About

Photography has been a constant companion through much of my adult life.

After graduating from the University of Vermont with a degree in Psychology, I spent several years living and working in ski towns before moving to London in 1998. What was intended to be a one-year adventure became an eight-year chapter. During that time I built a career as a software developer, but it was travel that truly captured my imagination.

My interest in photography grew naturally from those travels. What began as a way to document places soon became a way of seeing them. The camera encouraged me to slow down, pay attention, and notice details that might otherwise have passed unnoticed. Over time, photography transformed ordinary journeys into a search for light, color, atmosphere, and moments of human connection.

Today I live in New Jersey with my family and continue to travel whenever I can. Photography is no longer something I pursue with the same intensity as I did in my twenties and thirties, but it remains an important part of how I experience the world. Whether I'm exploring a distant country, wandering a city street, skiing in the mountains, or simply walking close to home, I still find myself looking for those fleeting moments when light, subject, and timing come together.

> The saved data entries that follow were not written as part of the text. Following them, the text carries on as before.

// THEORY:
// The aggregate maps summarise a whole channel set at every pixel:
// - `SumMap` counts how many channels are active there (0..=N).
// - `ColocMap` is 1 exactly where all channels are active.
// Both are pure reductions over the activation maps, with no randomness, so the
// invariant `SumMap[p] == N <=> ColocMap[p] == 1` holds by construction.
// Callers must pass maps of identical dimensions; `ChannelSet` checks that
// before building aggregates.

use crate::core_modules::activation_map::{ActivationMap, Cell, MapView};

/// Per-pixel count of active channels.
#[derive(Debug, Clone, PartialEq)]
pub struct SumMap {
    width: usize,
    height: usize,
    cells: Vec<Cell>,
}

impl SumMap {
    pub fn from_channels(channels: &[ActivationMap]) -> Self {
        let (width, height) = dims(channels);
        let mut cells = vec![0 as Cell; width * height];
        for channel in channels {
            for (sum, &active) in cells.iter_mut().zip(channel.cells()) {
                *sum += active;
            }
        }
        Self {
            width,
            height,
            cells,
        }
    }
}

/// Binary mask of pixels active in every channel.
#[derive(Debug, Clone, PartialEq)]
pub struct ColocMap {
    width: usize,
    height: usize,
    cells: Vec<Cell>,
}

impl ColocMap {
    pub fn from_channels(channels: &[ActivationMap]) -> Self {
        let (width, height) = dims(channels);
        let mut cells = vec![Cell::from(!channels.is_empty()); width * height];
        for channel in channels {
            for (coloc, &active) in cells.iter_mut().zip(channel.cells()) {
                if active == 0 {
                    *coloc = 0;
                }
            }
        }
        Self {
            width,
            height,
            cells,
        }
    }
}

fn dims(channels: &[ActivationMap]) -> (usize, usize) {
    channels
        .first()
        .map(|c| (c.width(), c.height()))
        .unwrap_or((0, 0))
}

impl MapView for SumMap {
    fn width(&self) -> usize {
        self.width
    }

    fn height(&self) -> usize {
        self.height
    }

    fn cells(&self) -> &[Cell] {
        &self.cells
    }
}

impl MapView for ColocMap {
    fn width(&self) -> usize {
        self.width
    }

    fn height(&self) -> usize {
        self.height
    }

    fn cells(&self) -> &[Cell] {
        &self.cells
    }
}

I've always been drawn to photographers such as Henri Cartier-Bresson, Steve McCurry, and Charlie Waite — artists who combine patience, observation, and storytelling. Their work reinforced a lesson I've come to appreciate more with age: great photographs are rarely about perfect technique. They're about seeing.

Photography has taught me to find beauty in unlikely places. It has made me more observant, more patient, and more present. The images in these galleries span more than two decades of travel and exploration. They were never created for clients or commercial purposes, but simply for the enjoyment of the craft and the memories each photograph preserves.

I hope you enjoy them.

Equipment & film

Cameras: Nikon D7100, D90, D80, and F80. Lenses: several Nikon lenses and a Tokina wide-angle. Film: mostly Fuji Provia 100F, Velvia 100, and Kodak E100VS.

From slide to screen

The 35mm slides were scanned on a Nikon Coolscan V (older scans on a Minolta 5400), with film profiled using IT8 targets and the monitor profiled with a GretagMacbeth i1 — then finished in Photoshop to match the original transparency as closely as I could.